DESCRIPTION (provided by applicant): Our long-term goal is to understand the pathogenesis of renal anemia and to develop new and safe therapies for its treatment. Anemia is a classic manifestation of advanced chronic kidney disease (CKD) and results from the diminished ability of the diseased kidney to produce adequate amounts of erythropoietin (EPO), the glycoprotein hormone that is essential for red blood production. Anemia associated with CKD or end stage renal disease (ESRD) is typically treated with recombinant EPO. The use of recombinant EPO not only represents a major cost factor in the care of patients with advanced CKD and ESRD, but also has raised significant cardiovascular safety concerns, which prompted the FDA to issue several black box warnings. While the administration of recombinant EPO to renal patients has been a hallmark of supportive care in Nephrology for more than 20 years, the molecular mechanisms that underlie the pathogenesis of renal anemia are surprisingly poorly understood. A key pathway in the regulation of renal EPO production is the hypoxia-inducible factor (HIF) pathway. Although the hypoxic induction of EPO serves as a paradigm for hypoxic gene regulation, the regulation of renal EPO synthesis under renal injury conditions is incompletely understood on both, the cellular and the molecular level. Over the last 5 years our laboratory and other groups have demonstrated that HIF-2 regulates the hypoxic induction of EPO in the kidney and liver, and that the HIF pathway can be pharmacologically targeted to treat patients with anemia. To understand the regulation of renal EPO production on a cellular and molecular level we have begun to use genetic and pharmacologic approaches to dissect the HIF/EPO axis in normal and in injured kidneys. Under this grant, we hypothesize that HIF-2 controls renal EPO production by regulating renal interstitial cell plasticity. We use genetically engineered mice to a) define the cell types in the kidney that have EPO-producing ability, b) to determine their contribution in the regulation of erythropoiesis at baseline and under hypoxic stress conditions, c) to characterize the role of the three major HIF prolyl-hydroxylases in the regulation of renal interstitial hypoxia responses and d) to examine HIF-2 function under renal injury conditions.

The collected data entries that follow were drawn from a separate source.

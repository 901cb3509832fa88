//! Shell snippets run on provisioned hosts.
//!
//! Everything here is plain text; nothing is executed. Steps run as root
//! except app management, which runs as the operator's login user.

/// Quote `value` for a POSIX shell.
pub fn shell_quote(value: &str) -> String {
    format!("'{}'", value.replace('\'', r"'\''"))
}

/// Write `contents` to `path` through a quoted heredoc.
pub fn write_file(path: &str, contents: &str) -> String {
    let mut marker = String::from("DEVBOX_EOF");
    while contents.lines().any(|line| line == marker) {
        marker.push('_');
    }
    format!("cat <<'{marker}' > {path}\n{contents}\n{marker}")
}

pub const UPDATE_PACKAGES: &str = "DEBIAN_FRONTEND=noninteractive apt-get update";

pub const UPGRADE_PACKAGES: &str = "DEBIAN_FRONTEND=noninteractive apt-get -y upgrade";

pub const HARDEN_SSH: &str = "\
sed -i 's/^#\\?TCPKeepAlive.*/TCPKeepAlive yes/' /etc/ssh/sshd_config; \
sed -i 's/^#\\?ClientAliveInterval.*/ClientAliveInterval 60/' /etc/ssh/sshd_config; \
sed -i 's/^#\\?ClientAliveCountMax.*/ClientAliveCountMax 5/' /etc/ssh/sshd_config; \
sed -i 's/^#\\?PasswordAuthentication.*/PasswordAuthentication no/' /etc/ssh/sshd_config; \
mkdir -p /etc/ssh/sshd_config.d; \
echo 'PasswordAuthentication no' > /etc/ssh/sshd_config.d/00-devbox.conf; \
systemctl enable ssh; systemctl restart ssh";

pub const INSTALL_OH_MY_BASH: &str = "\
DEBIAN_FRONTEND=noninteractive apt-get update && \
DEBIAN_FRONTEND=noninteractive apt-get -y install curl git && \
rm -rf /usr/share/oh-my-bash && \
git clone --depth=1 https://github.com/ohmybash/oh-my-bash.git /usr/share/oh-my-bash && \
sed -i 's|^export OSH=.*|export OSH=/usr/share/oh-my-bash|' /usr/share/oh-my-bash/templates/bashrc.osh-template && \
sed -i 's|^OSH_THEME=.*|OSH_THEME=\"90210\"|' /usr/share/oh-my-bash/templates/bashrc.osh-template && \
cp /usr/share/oh-my-bash/templates/bashrc.osh-template /etc/skel/.bashrc && \
cp /usr/share/oh-my-bash/templates/bashrc.osh-template /root/.bashrc";

/// Docker CE from the vendor repository, for Ubuntu and Debian alike.
pub const INSTALL_DOCKER: &str = "\
for pkg in docker.io docker-doc docker-compose docker-compose-v2 podman-docker containerd runc; do apt-get -y remove $pkg; done; \
export DEBIAN_FRONTEND=noninteractive; \
apt-get update && apt-get -y install ca-certificates curl && \
install -m 0755 -d /etc/apt/keyrings && \
. /etc/os-release && \
curl -fsSL https://download.docker.com/linux/$ID/gpg -o /etc/apt/keyrings/docker.asc && \
chmod a+r /etc/apt/keyrings/docker.asc && \
echo \"deb [arch=$(dpkg --print-architecture) signed-by=/etc/apt/keyrings/docker.asc] https://download.docker.com/linux/$ID ${UBUNTU_CODENAME:-$VERSION_CODENAME} stable\" > /etc/apt/sources.list.d/docker.list && \
apt-get update && \
apt-get -y install docker-ce docker-ce-cli containerd.io docker-buildx-plugin docker-compose-plugin";

pub const INSTALL_DDEV: &str = "\
export DEBIAN_FRONTEND=noninteractive; \
apt-get update && apt-get -y install curl gpg && \
install -m 0755 -d /etc/apt/keyrings && \
curl -fsSL https://pkg.ddev.com/apt/gpg.key | gpg --dearmor --yes -o /etc/apt/keyrings/ddev.gpg && \
chmod a+r /etc/apt/keyrings/ddev.gpg && \
echo \"deb [signed-by=/etc/apt/keyrings/ddev.gpg] https://pkg.ddev.com/apt/ * *\" > /etc/apt/sources.list.d/ddev.list && \
apt-get update && apt-get -y install ddev && mkcert -install";

/// Create the operator's login user with docker access and the operator key.
pub fn create_user(login: &str, public_key: &str) -> String {
    let home = format!("/home/{login}");
    format!(
        "id -u {login} >/dev/null 2>&1 || useradd -m -s /bin/bash {login}; \
getent group docker >/dev/null || groupadd docker; \
usermod -aG docker {login}; \
install -d -m 700 -o {login} -g {login} {home}/.ssh && \
echo {key} > {home}/.ssh/authorized_keys && \
chown {login}:{login} {home}/.ssh/authorized_keys && \
chmod 600 {home}/.ssh/authorized_keys",
        key = shell_quote(public_key.trim()),
    )
}
//! Error types for provider operations.
//!
//! Errors are categorized so the caller can decide whether a failure is
//! worth surfacing, retrying later, or ignoring.

use serde_json::Value;
use std::fmt;

/// Result type alias for provider operations.
pub type Result<T> = std::result::Result<T, Error>;

/// Categories of provider errors.
#[derive(Debug, Clone, Copy, PartialEq, Eq)]
pub enum ErrorCategory {
    /// Transport-level failure (transient, retryable).
    Network,
    /// Vendor rejected the token.
    Auth,
    /// Vendor says the object does not exist.
    NotFound,
    /// Vendor returned some other non-success status.
    Api,
    /// Response did not have the expected shape.
    Format,
    /// Server never reached the running state.
    Timeout,
    /// Operation or provider not available.
    Unsupported,
    /// Other/unknown errors.
    Other,
}

impl ErrorCategory {
    /// Whether this error category is typically transient and worth retrying.
    #[must_use]
    pub fn is_retryable(&self) -> bool {
        matches!(self, Self::Network)
    }

    /// Whether this error can be safely ignored (object already gone).
    #[must_use]
    pub fn is_ignorable(&self) -> bool {
        matches!(self, Self::NotFound)
    }

    /// Get a user-friendly description of this error category.
    #[must_use]
    pub fn description(&self) -> &'static str {
        match self {
            Self::Network => "Network connectivity issue",
            Self::Auth => "Provider rejected the API token",
            Self::NotFound => "Object not found at the provider",
            Self::Api => "Provider API error",
            Self::Format => "Unexpected provider response",
            Self::Timeout => "Server did not start in time",
            Self::Unsupported => "Not supported by this provider",
            Self::Other => "Unexpected error",
        }
    }

    /// Get actionable advice for resolving this error category.
    #[must_use]
    pub fn advice(&self) -> &'static str {
        match self {
            Self::Network => "Check your internet connection and try again",
            Self::Auth => "Check the provider token in config.toml or DEVBOX_<PROVIDER>_TOKEN",
            Self::NotFound => "The object may have been removed in the provider console",
            Self::Api => "Check the error message; quotas and plan availability vary by region",
            Self::Format => "The provider API may have changed; check for a newer release",
            Self::Timeout => "Check the server in the provider console, then re-run apply",
            Self::Unsupported => "Use one of: hetzner, digitalocean, vultr, linode, manual",
            Self::Other => "Check the error details for more information",
        }
    }
}

impl fmt::Display for ErrorCategory {
    fn fmt(&self, f: &mut fmt::Formatter<'_>) -> fmt::Result {
        write!(f, "{}", self.description())
    }
}

/// Errors that can occur during provider operations.
#[derive(Debug, thiserror::Error)]
pub enum Error {
    /// Vendor returned a non-success HTTP status.
    #[error("{provider} {endpoint} returned {status}: {message}")]
    Provider {
        /// Provider key.
        provider: String,
        /// Endpoint path that failed.
        endpoint: String,
        /// HTTP status code.
        status: u16,
        /// Response body or vendor error message.
        message: String,
    },

    /// HTTP request failed before a response arrived.
    #[error("HTTP request failed: {0}")]
    Http(String),

    /// Invalid response from API.
    #[error("invalid API response: {0}")]
    InvalidResponse(String),

    /// A required field was absent.
    #[error("missing field `{field}` in {context}")]
    MissingField {
        /// Field name.
        field: String,
        /// Where the field was expected.
        context: String,
    },

    /// Server did not reach the running state before the deadline.
    #[error("{provider} server {id} still `{status}` after {waited_secs}s")]
    ProvisioningTimeout {
        /// Provider key.
        provider: String,
        /// Provider-assigned server id.
        id: String,
        /// Last status seen.
        status: String,
        /// Seconds waited.
        waited_secs: u64,
        /// Last descriptor seen; the server exists even though it is not ready.
        descriptor: Box<Value>,
    },

    /// Operation not available for this provider.
    #[error("{provider} does not support {operation}")]
    Unsupported {
        /// Provider key.
        provider: String,
        /// Operation name.
        operation: String,
    },

    /// No adapter registered under the key.
    #[error("unknown provider: {0}")]
    UnknownProvider(String),

    /// Adapter needs an API token and none was configured.
    #[error("no API token configured for {0}")]
    MissingToken(String),

    /// Key handle could not be persisted.
    #[error("key store error: {0}")]
    Store(String),
}

impl Error {
    /// Create a missing-field error.
    pub fn missing(field: impl Into<String>, context: impl Into<String>) -> Self {
        Self::MissingField {
            field: field.into(),
            context: context.into(),
        }
    }

    /// Descriptor of a server that was created but never became ready.
    ///
    /// Callers record it so a later create resumes waiting instead of
    /// ordering a second server.
    pub fn unfinished_server(&self) -> Option<&Value> {
        match self {
            Self::ProvisioningTimeout { descriptor, .. } => Some(&**descriptor),
            _ => None,
        }
    }

    /// Get the error category.
    #[must_use]
    pub fn category(&self) -> ErrorCategory {
        match self {
            Error::Provider { status, .. } => match status {
                401 | 403 => ErrorCategory::Auth,
                404 => ErrorCategory::NotFound,
                429 | 500..=599 => ErrorCategory::Network,
                _ => ErrorCategory::Api,
            },
            Error::Http(_) => ErrorCategory::Network,
            Error::InvalidResponse(_) | Error::MissingField { .. } => ErrorCategory::Format,
            Error::ProvisioningTimeout { .. } => ErrorCategory::Timeout,
            Error::Unsupported { .. } | Error::UnknownProvider(_) => ErrorCategory::Unsupported,
            Error::MissingToken(_) => ErrorCategory::Auth,
            Error::Store(_) => ErrorCategory::Other,
        }
    }

    /// Whether this error is typically transient and worth retrying.
    #[must_use]
    pub fn is_retryable(&self) -> bool {
        self.category().is_retryable()
    }

    /// Whether this error can be safely ignored.
    #[must_use]
    pub fn is_ignorable(&self) -> bool {
        self.category().is_ignorable()
    }
}

impl From<ureq::Error> for Error {
    fn from(err: ureq::Error) -> Self {
        Self::Http(err.to_string())
    }
}

impl From<serde_json::Error> for Error {
    fn from(err: serde_json::Error) -> Self {
        Self::InvalidResponse(err.to_string())
    }
}

#[cfg(test)]
mod tests {
    use super::*;

    fn status(code: u16) -> Error {
        Error::Provider {
            provider: "hetzner".into(),
            endpoint: "servers".into(),
            status: code,
            message: String::new(),
        }
    }

    #[test]
    fn test_status_categories() {
        assert_eq!(status(401).category(), ErrorCategory::Auth);
        assert_eq!(status(404).category(), ErrorCategory::NotFound);
        assert_eq!(status(422).category(), ErrorCategory::Api);
        assert_eq!(status(503).category(), ErrorCategory::Network);
    }

    #[test]
    fn test_not_found_is_ignorable() {
        assert!(status(404).is_ignorable());
        assert!(!status(500).is_ignorable());
        assert!(status(500).is_retryable());
    }

    #[test]
    fn test_error_display() {
        let err = Error::ProvisioningTimeout {
            provider: "vultr".into(),
            id: "abc".into(),
            status: "pending".into(),
            waited_secs: 600,
            descriptor: Box::new(serde_json::json!({ "id": "abc" })),
        };
        assert_eq!(err.to_string(), "vultr server abc still `pending` after 600s");
        assert_eq!(err.category(), ErrorCategory::Timeout);
        assert_eq!(err.unfinished_server().unwrap()["id"], "abc");
        assert!(status(500).unfinished_server().is_none());
    }
}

描述（由申请人提供）： 我们的长期目标是了解肾性贫血的发病机制，并开发新的、安全的治疗方法。贫血是晚期慢性肾病 (CKD) 的典型表现，是由于患病肾脏产生足够量的促红细胞生成素 (EPO) 的能力下降所致，促红细胞生成素是红细胞生成所必需的糖蛋白激素。与 CKD 或终末期肾病 (ESRD) 相关的贫血通常用重组 EPO 治疗。重组 EPO 的使用不仅是治疗晚期 CKD 和 ESRD 患者的主要成本因素，而且还引起了重大的心血管安全问题，促使 FDA 发布了几项黑框警告。尽管 20 多年来，对肾脏患者施用重组 EPO 一直是肾脏病学支持治疗的标志，但令人惊讶的是，人们对肾性贫血发病机制的分子机制却知之甚少。调节肾脏 EPO 产生的关键途径是缺氧诱导因子 (HIF) 途径。尽管EPO的缺氧诱导是缺氧基因调节的范例，但肾损伤条件下肾EPO合成的调节在细胞和分子水平上尚不完全清楚。在过去的 5 年里，我们的实验室和其他小组已经证明，HIF-2 调节肾脏和肝脏中 EPO 的缺氧诱导，并且 HIF 途径可以在药理学上靶向治疗贫血患者。为了在细胞和分子水平上了解肾脏 EPO 产生的调节，我们已经开始使用遗传和药理学方法来剖析正常和受损肾脏中的 HIF/EPO 轴。根据这项资助，我们假设 HIF-2 通过调节肾间质细胞的可塑性来控制肾 EPO 的产生。我们使用基因工程小鼠 a) 定义肾脏中具有 EPO 生成能力的细胞类型，b) 确定它们在 基线和缺氧应激条件下红细胞生成的调节，c) 表征三种主要 HIF 脯氨酰羟化酶在肾间质缺氧调节中的作用 反应和 d) 检查肾损伤条件下的 HIF-2 功能。